About this task
Search the listing below for the word "Result", and copy every line in which it turns up.

Data listing
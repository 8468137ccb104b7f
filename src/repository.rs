//! Validated repository descriptors and the coordinates they expand into

use anyhow::{bail, Context, Result};
use path_clean::PathClean;
use std::collections::BTreeMap;
use std::path::{Path, PathBuf};

use crate::config::{AptRepositoryConfig, DnfRepositoryConfig, RepositoryConfig};
use crate::transfer::RetryPolicy;

/// Architecture value for packages that are folded into every per-architecture index.
pub const NO_ARCH_MARKER: &str = "all";

/// Metadata subtree of a suite-axis repository.
pub const METADATA_ROOT: &str = "dists";

/// Artifact subtree of a suite-axis repository.
pub const ARTIFACT_ROOT: &str = "pool";

/// A repository to mirror, read-only for the duration of a run
#[derive(Debug, Clone)]
pub struct RepositoryDescriptor {
    pub name: String,
    pub url: String,
    pub topology: Topology,
    /// Overrides the run-wide retry policy when set
    pub retry: Option<RetryPolicy>,
}

#[derive(Debug, Clone)]
pub enum Topology {
    /// suites × components × architectures (APT)
    Suites(SuiteTopology),
    /// versions × per-version repos × architectures (DNF)
    Versions(VersionTopology),
}

#[derive(Debug, Clone)]
pub struct SuiteTopology {
    pub suites: Vec<String>,
    pub components: Vec<String>,
    pub architectures: Vec<String>,
    pub include_source: bool,
}

#[derive(Debug, Clone)]
pub struct VersionTopology {
    pub versions: Vec<String>,
    pub repos: BTreeMap<String, Vec<String>>,
    pub architectures: Vec<String>,
    pub path_suffix: String,
    pub include_source: bool,
}

/// One self-contained RPM tree (`repodata/` plus `Packages/`) within a version-axis repository
#[derive(Debug, Clone, PartialEq, Eq)]
pub struct TreeCoordinate {
    pub version: String,
    pub repo: String,
    /// `None` for the source tree
    pub arch: Option<String>,
    /// Path of the tree root relative to the repository URL and directory
    pub path: String,
}

impl SuiteTopology {
    /// Architectures that have their own `binary-<arch>` subtree.
    pub fn binary_architectures(&self) -> impl Iterator<Item = &str> {
        self.architectures
            .iter()
            .map(String::as_str)
            .filter(|arch| *arch != NO_ARCH_MARKER)
    }
}

impl VersionTopology {
    /// Every tree root in version, repo, architecture order.
    pub fn coordinates(&self) -> Vec<TreeCoordinate> {
        let mut coordinates = Vec::new();

        for version in &self.versions {
            let repos = self.repos.get(version).map(Vec::as_slice).unwrap_or_default();
            for repo in repos {
                for arch in &self.architectures {
                    let mut path = PathBuf::from(version).join(repo).join(arch);
                    let suffix = self.path_suffix.trim_matches('/');
                    if !suffix.is_empty() {
                        path.push(suffix);
                    }

                    coordinates.push(TreeCoordinate {
                        version: version.clone(),
                        repo: repo.clone(),
                        arch: Some(arch.clone()),
                        path: normalize(&path),
                    });
                }

                if self.include_source {
                    let path = PathBuf::from(version).join(repo).join("source").join("tree");
                    coordinates.push(TreeCoordinate {
                        version: version.clone(),
                        repo: repo.clone(),
                        arch: None,
                        path: normalize(&path),
                    });
                }
            }
        }

        coordinates
    }
}

fn normalize(path: &Path) -> String {
    path.clean().to_string_lossy().into_owned()
}

fn require_axis(field: &str, values: &[String]) -> Result<()> {
    if values.is_empty() {
        bail!("`{}` must list at least one entry", field);
    }
    if let Some(bad) = values
        .iter()
        .find(|v| v.trim().is_empty() || v.contains('/') || v.as_str() == "..")
    {
        bail!("`{}` contains an invalid entry: {:?}", field, bad);
    }
    Ok(())
}

impl RepositoryDescriptor {
    /// Validate a configuration entry into a descriptor
    pub fn from_config(config: &RepositoryConfig) -> Result<Self> {
        match config {
            RepositoryConfig::Apt(apt) => Self::from_apt(apt),
            RepositoryConfig::Dnf(dnf) => Self::from_dnf(dnf),
        }
    }

    fn from_apt(apt: &AptRepositoryConfig) -> Result<Self> {
        validate_identity(&apt.name, &apt.url)?;
        require_axis("suites", &apt.suites)?;
        require_axis("components", &apt.components)?;
        require_axis("architectures", &apt.architectures)?;

        let retry = apt
            .retry
            .as_ref()
            .map(|r| r.to_policy())
            .transpose()
            .context("Invalid retry override")?;

        Ok(Self {
            name: apt.name.clone(),
            url: apt.url.trim_end_matches('/').to_string(),
            topology: Topology::Suites(SuiteTopology {
                suites: apt.suites.clone(),
                components: apt.components.clone(),
                architectures: apt.architectures.clone(),
                include_source: apt.include_source,
            }),
            retry,
        })
    }

    fn from_dnf(dnf: &DnfRepositoryConfig) -> Result<Self> {
        validate_identity(&dnf.name, &dnf.url)?;
        require_axis("versions", &dnf.versions)?;
        require_axis("architectures", &dnf.architectures)?;

        for version in &dnf.versions {
            let repos = dnf
                .repos
                .get(version)
                .with_context(|| format!("`repos` has no entry for version {:?}", version))?;
            require_axis(&format!("repos.{}", version), repos)?;
        }

        if dnf.path_suffix.split('/').any(|segment| segment == "..") {
            bail!("`path_suffix` must not leave the architecture directory");
        }

        let retry = dnf
            .retry
            .as_ref()
            .map(|r| r.to_policy())
            .transpose()
            .context("Invalid retry override")?;

        Ok(Self {
            name: dnf.name.clone(),
            url: dnf.url.trim_end_matches('/').to_string(),
            topology: Topology::Versions(VersionTopology {
                versions: dnf.versions.clone(),
                repos: dnf.repos.clone(),
                architectures: dnf.architectures.clone(),
                path_suffix: dnf.path_suffix.clone(),
                include_source: dnf.include_source,
            }),
            retry,
        })
    }

    /// Local directory holding this repository's mirror
    pub fn repo_dir(&self, base_dir: &Path) -> PathBuf {
        base_dir.join(&self.name)
    }

    /// Remote address of a subtree, always with a trailing separator
    pub fn source(&self, relative: &str) -> String {
        let relative = relative.trim_matches('/');
        if relative.is_empty() {
            format!("{}/", self.url)
        } else {
            format!("{}/{}/", self.url, relative)
        }
    }

    pub fn kind(&self) -> &'static str {
        match self.topology {
            Topology::Suites(_) => "apt",
            Topology::Versions(_) => "dnf",
        }
    }
}

fn validate_identity(name: &str, url: &str) -> Result<()> {
    if name.trim().is_empty() {
        bail!("`name` must not be empty");
    }
    if name.contains('/') || name == "." || name == ".." {
        bail!("`name` must be a single directory name, got {:?}", name);
    }
    if url.trim().is_empty() {
        bail!("`url` must not be empty");
    }
    Ok(())
}
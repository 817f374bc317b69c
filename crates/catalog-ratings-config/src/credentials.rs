use anyhow::Result;
use chrono::{DateTime, Utc};
use serde::{Deserialize, Serialize};
use std::collections::HashMap;
use std::path::PathBuf;

pub const DEVELOPER_TOKEN_ENV: &str = "CATALOG_RATINGS_DEVELOPER_TOKEN";
pub const USER_TOKEN_ENV: &str = "CATALOG_RATINGS_USER_TOKEN";

#[derive(Debug, Serialize, Deserialize, Default)]
struct CredentialsData {
    #[serde(flatten)]
    data: HashMap<String, String>,
}

pub struct CredentialStore {
    path: PathBuf,
    credentials: HashMap<String, String>,
}

impl CredentialStore {
    pub fn new(path: PathBuf) -> Self {
        Self {
            path,
            credentials: HashMap::new(),
        }
    }

    pub fn load(&mut self) -> Result<()> {
        if self.path.exists() {
            let content = std::fs::read_to_string(&self.path)?;
            let creds_data: CredentialsData = toml::from_str(&content)?;
            self.credentials = creds_data.data;
        }
        Ok(())
    }

    pub fn save(&self) -> Result<()> {
        if let Some(parent) = self.path.parent() {
            std::fs::create_dir_all(parent)?;
        }
        let creds_data = CredentialsData {
            data: self.credentials.clone(),
        };
        let content = toml::to_string_pretty(&creds_data)?;
        std::fs::write(&self.path, content)?;
        Ok(())
    }

    pub fn get(&self, key: &str) -> Option<&String> {
        self.credentials.get(key)
    }

    pub fn set(&mut self, key: String, value: String) {
        self.credentials.insert(key, value);
    }

    pub fn get_developer_token(&self) -> Option<&String> {
        self.get("developer_token")
    }

    pub fn set_developer_token(&mut self, token: String) {
        self.set("developer_token".to_string(), token);
    }

    pub fn get_music_user_token(&self) -> Option<&String> {
        self.get("music_user_token")
    }

    pub fn set_music_user_token(&mut self, token: String) {
        self.set("music_user_token".to_string(), token);
    }

    pub fn get_developer_token_expires(&self) -> Option<DateTime<Utc>> {
        self.get("developer_token_expires")
            .and_then(|s| DateTime::parse_from_rfc3339(s).ok())
            .map(|dt| dt.with_timezone(&Utc))
    }

    pub fn set_developer_token_expires(&mut self, expires: DateTime<Utc>) {
        self.set("developer_token_expires".to_string(), expires.to_rfc3339());
    }

    /// True when an expiry is recorded and has already passed.
    pub fn is_developer_token_expired(&self, now: DateTime<Utc>) -> bool {
        self.get_developer_token_expires()
            .map(|expires| expires <= now)
            .unwrap_or(false)
    }

    /// Developer token, with the environment taking precedence over the file
    pub fn resolved_developer_token(&self) -> Option<String> {
        resolve(std::env::var(DEVELOPER_TOKEN_ENV).ok(), self.get_developer_token())
    }

    /// Music user token, with the environment taking precedence over the file
    pub fn resolved_music_user_token(&self) -> Option<String> {
        resolve(std::env::var(USER_TOKEN_ENV).ok(), self.get_music_user_token())
    }
}

fn resolve(env_value: Option<String>, stored: Option<&String>) -> Option<String> {
    env_value
        .filter(|v| !v.is_empty())
        .or_else(|| stored.filter(|v| !v.is_empty()).cloned())
}
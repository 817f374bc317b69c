use clap::ValueEnum;
use owo_colors::OwoColorize;
use serde_json::json;

#[derive(Debug, Clone, Copy, PartialEq, Eq, ValueEnum)]
pub enum OutputFormat {
    Human,
    Json,
    #[value(name = "json-pretty")]
    JsonPretty,
}

pub struct Output {
    format: OutputFormat,
    quiet: bool,
}

impl Output {
    pub fn new(format: OutputFormat, quiet: bool) -> Self {
        Self { format, quiet }
    }

    pub fn format(&self) -> OutputFormat {
        self.format
    }

    pub fn is_quiet(&self) -> bool {
        self.quiet
    }

    pub fn success(&self, msg: impl AsRef<str>) {
        if self.quiet {
            return;
        }

        match self.format {
            OutputFormat::Human => {
                println!("{} {}", "✓".green(), msg.as_ref());
            }
            OutputFormat::Json | OutputFormat::JsonPretty => {
                self.print_json(&json!({
                    "type": "success",
                    "message": msg.as_ref()
                }));
            }
        }
    }

    pub fn info(&self, msg: impl AsRef<str>) {
        if self.quiet {
            return;
        }

        match self.format {
            OutputFormat::Human => {
                println!("{}", msg.as_ref());
            }
            OutputFormat::Json | OutputFormat::JsonPretty => {
                self.print_json(&json!({
                    "type": "info",
                    "message": msg.as_ref()
                }));
            }
        }
    }

    pub fn warn(&self, msg: impl AsRef<str>) {
        if self.quiet {
            return;
        }

        match self.format {
            OutputFormat::Human => {
                println!("{} {}", "⚠".yellow(), msg.as_ref());
            }
            OutputFormat::Json | OutputFormat::JsonPretty => {
                self.print_json(&json!({
                    "type": "warning",
                    "message": msg.as_ref()
                }));
            }
        }
    }

    /// Plain line of program output (URLs, tables); suppressed by `--quiet`
    pub fn println(&self, msg: impl AsRef<str>) {
        if self.quiet {
            return;
        }
        println!("{}", msg.as_ref());
    }

    pub fn json(&self, data: &serde_json::Value) {
        if self.quiet && self.format != OutputFormat::Human {
            return;
        }

        self.print_json(data);
    }

    fn print_json(&self, data: &serde_json::Value) {
        match self.format {
            OutputFormat::Json => {
                println!("{}", serde_json::to_string(data).unwrap_or_default());
            }
            OutputFormat::JsonPretty => {
                println!("{}", serde_json::to_string_pretty(data).unwrap_or_default());
            }
            OutputFormat::Human => {
                println!("{}", data);
            }
        }
    }
}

Exercise solution
use anyhow::{bail, Context, Result};
fn require_axis(field: &str, values: &[String]) -> Result<()> {
    pub fn from_config(config: &RepositoryConfig) -> Result<Self> {
    fn from_apt(apt: &AptRepositoryConfig) -> Result<Self> {
    fn from_dnf(dnf: &DnfRepositoryConfig) -> Result<Self> {
fn validate_identity(name: &str, url: &str) -> Result<()> {
use anyhow::Result;
    pub fn load(&mut self) -> Result<()> {
    pub fn save(&self) -> Result<()> {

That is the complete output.